One Ayrshire Swindon unit survived into preservation. It is seen here at Brechin. August 1985.
Restoration of the unit has been completed and the unit now resides with the Scottish Railway Preservation Society at Bo'ness on the Bo'ness and Kinneil Railway. October 2016.

Not only but also.....    Swindon DMU's in England.

Possibly the most aesthetic and comfortable of all the Swindon DMU's were the Class 124 Trans-Pennine units. Originally six car, here one is seen minus its buffet car as it approaches Standedge Tunnel at Diggle. July 1977.
A Class 120 unit at Derby. These units were similar to the ones operating on the Aberdeen to Inverness service. August 1980.

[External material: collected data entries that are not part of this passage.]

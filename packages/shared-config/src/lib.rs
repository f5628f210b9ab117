//! Shared configuration types for Memberhub services
//!
//! This crate provides the configuration pieces every Memberhub binary needs:
//! database connection settings, the deployment environment and a few helpers
//! for reading typed values out of environment variables.

mod database;
mod error;

pub use database::DatabaseConfig;
pub use error::{ConfigError, ConfigResult};

use serde::Serialize;
use std::env;

/// Common configuration shared between all services
#[derive(Debug, Clone)]
pub struct CommonConfig {
    /// Database configuration
    pub database: DatabaseConfig,

    /// Environment mode (development, staging, production)
    pub environment: Environment,

    /// Log level (from RUST_LOG or LOG_LEVEL)
    pub log_level: String,
}

/// Application environment mode
#[derive(Debug, Clone, Copy, PartialEq, Eq, Default, Serialize)]
#[serde(rename_all = "lowercase")]
pub enum Environment {
    #[default]
    Development,
    Staging,
    Production,
}

impl std::str::FromStr for Environment {
    type Err = std::convert::Infallible;

    fn from_str(s: &str) -> Result<Self, Self::Err> {
        Ok(match s.to_lowercase().as_str() {
            "production" | "prod" => Self::Production,
            "staging" | "stage" => Self::Staging,
            _ => Self::Development,
        })
    }
}

impl Environment {
    /// Check if this is a production environment
    pub fn is_production(&self) -> bool {
        matches!(self, Self::Production)
    }

    /// Check if this is a development environment
    pub fn is_development(&self) -> bool {
        matches!(self, Self::Development)
    }
}

impl std::fmt::Display for Environment {
    fn fmt(&self, f: &mut std::fmt::Formatter<'_>) -> std::fmt::Result {
        match self {
            Self::Development => write!(f, "development"),
            Self::Staging => write!(f, "staging"),
            Self::Production => write!(f, "production"),
        }
    }
}

impl CommonConfig {
    /// Load common configuration from environment variables
    pub fn from_env() -> ConfigResult<Self> {
        Ok(Self {
            database: DatabaseConfig::from_env()?,
            environment: env::var("ENVIRONMENT")
                .unwrap_or_else(|_| "development".to_string())
                .parse()
                .unwrap_or_default(),
            log_level: env::var("RUST_LOG")
                .or_else(|_| env::var("LOG_LEVEL"))
                .unwrap_or_else(|_| "info".to_string()),
        })
    }
}

/// Helper function to get a required environment variable
pub fn get_required_env(name: &str) -> ConfigResult<String> {
    env::var(name).map_err(|_| ConfigError::MissingEnvVar(name.to_string()))
}

/// Helper function to get an optional environment variable with a default
pub fn get_env_or_default(name: &str, default: &str) -> String {
    env::var(name).unwrap_or_else(|_| default.to_string())
}

/// Helper function to parse an environment variable into a specific type
pub fn parse_env<T>(name: &str, default: T) -> ConfigResult<T>
where
    T: std::str::FromStr,
    T::Err: std::fmt::Display,
{
    match env::var(name) {
        Ok(val) => val
            .parse()
            .map_err(|e| ConfigError::InvalidValue(name.to_string(), format!("{}", e))),
        Err(_) => Ok(default),
    }
}
use std::net::SocketAddr;
use std::sync::Arc;

use axum::http::{header, Method};
use tower_http::{cors::CorsLayer, trace::TraceLayer};
use tracing_subscriber::{layer::SubscriberExt, util::SubscriberInitExt};

use memberhub_api::config::{Config, StoreBackend};
use memberhub_api::graphql::GraphQLState;
use memberhub_api::repositories::{MemoryStore, PgStore, SharedStore};
use memberhub_api::routes::{app_router, HealthState};

/// Build the CORS layer based on configuration.
///
/// In production mode:
/// - If `CORS_ORIGINS` is set, only those origins are allowed
/// - If `CORS_ORIGINS` is not set, CORS requests are rejected (no origins allowed)
///
/// In development mode:
/// - If `CORS_ORIGINS` is set, those origins are used
/// - If `CORS_ORIGINS` is not set, permissive CORS is used for convenience
fn build_cors_layer(config: &Config) -> CorsLayer {
    match &config.cors_allowed_origins {
        Some(origins) if !origins.is_empty() => {
            let allowed_origins: Vec<_> = origins
                .iter()
                .filter_map(|origin| {
                    origin.parse().ok().or_else(|| {
                        tracing::warn!("Invalid CORS origin '{}', skipping", origin);
                        None
                    })
                })
                .collect();

            if allowed_origins.is_empty() {
                tracing::error!("No valid CORS origins configured, CORS requests will be rejected");
                CorsLayer::new()
            } else {
                tracing::info!(
                    "CORS configured with {} allowed origin(s): {:?}",
                    allowed_origins.len(),
                    origins
                );
                CorsLayer::new()
                    .allow_origin(allowed_origins)
                    .allow_methods([Method::GET, Method::POST, Method::OPTIONS])
                    .allow_headers([header::CONTENT_TYPE, header::ACCEPT, header::ORIGIN])
                    .max_age(std::time::Duration::from_secs(3600))
            }
        }
        _ if config.is_production() => {
            tracing::warn!(
                "CORS_ORIGINS not configured in production mode. \
                 CORS requests will be rejected. Set CORS_ORIGINS to allow cross-origin requests."
            );
            CorsLayer::new()
        }
        _ => {
            tracing::warn!(
                "Using permissive CORS in development mode. \
                 Set CORS_ORIGINS for production-like behavior."
            );
            CorsLayer::permissive()
        }
    }
}

/// Open the configured store
async fn open_store(config: &Config) -> anyhow::Result<SharedStore> {
    let store: SharedStore = match config.store_backend {
        StoreBackend::Postgres => Arc::new(PgStore::connect(config.database()).await?),
        StoreBackend::Memory => {
            tracing::info!("Using in-memory store");
            Arc::new(MemoryStore::new())
        }
    };
    Ok(store)
}

#[tokio::main]
async fn main() -> anyhow::Result<()> {
    // Initialize tracing
    tracing_subscriber::registry()
        .with(
            tracing_subscriber::EnvFilter::try_from_default_env()
                .unwrap_or_else(|_| "memberhub_api=debug,tower_http=debug".into()),
        )
        .with(tracing_subscriber::fmt::layer())
        .init();

    // Load environment variables
    dotenvy::dotenv().ok();

    // Load configuration
    let config = Config::from_env()?;

    tracing::info!(
        environment = %config.environment(),
        "Starting Memberhub API server on port {}",
        config.port
    );

    let store = open_store(&config).await?;

    let graphql_state = GraphQLState::from_store(
        store.clone(),
        config.graphql_depth_limit,
        config.mutation_failure_policy,
        config.loader_settings(),
    );
    tracing::info!(
        depth_limit = config.graphql_depth_limit,
        batch_delay_ms = config.graphql_batch_delay_ms,
        max_batch_size = config.graphql_max_batch_size,
        failure_policy = ?config.mutation_failure_policy,
        "GraphQL schema built"
    );

    let playground = !config.is_production();
    let app = app_router(graphql_state, HealthState::new(store), playground)
        .layer(TraceLayer::new_for_http())
        .layer(build_cors_layer(&config));

    let addr = SocketAddr::from(([0, 0, 0, 0], config.port));
    let listener = tokio::net::TcpListener::bind(addr).await?;

    tracing::info!("Listening on {}", addr);
    if playground {
        tracing::info!(
            "GraphQL Playground available at http://{}:{}/graphql/playground",
            addr.ip(),
            addr.port()
        );
    }

    axum::serve(listener, app).await?;

    Ok(())
}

Yet another type of Swindon Cross Country unit operated in England. This is a Class 123 and it is approaching Doncaster. July 1982.
00 Scale Models.
Ready to run models in 00 scale are a bit scarce. Trix Liliput made models of the Class 124 Trans Pennine driving cars in both green and blue/grey. Unfortunately they did not do the correct intermediate vehicles. The only solution therefore is to build your own models from kits. Modern Traction Kits (MTK) did excellent kits of all the types of Swindon DMU but they do require a certain degree of determination and perseverance to complete. Made up models of the Ayrshire Class 126 units are shown. These operate well since they are fitted with Tri-ang power and trailing bogies throughout.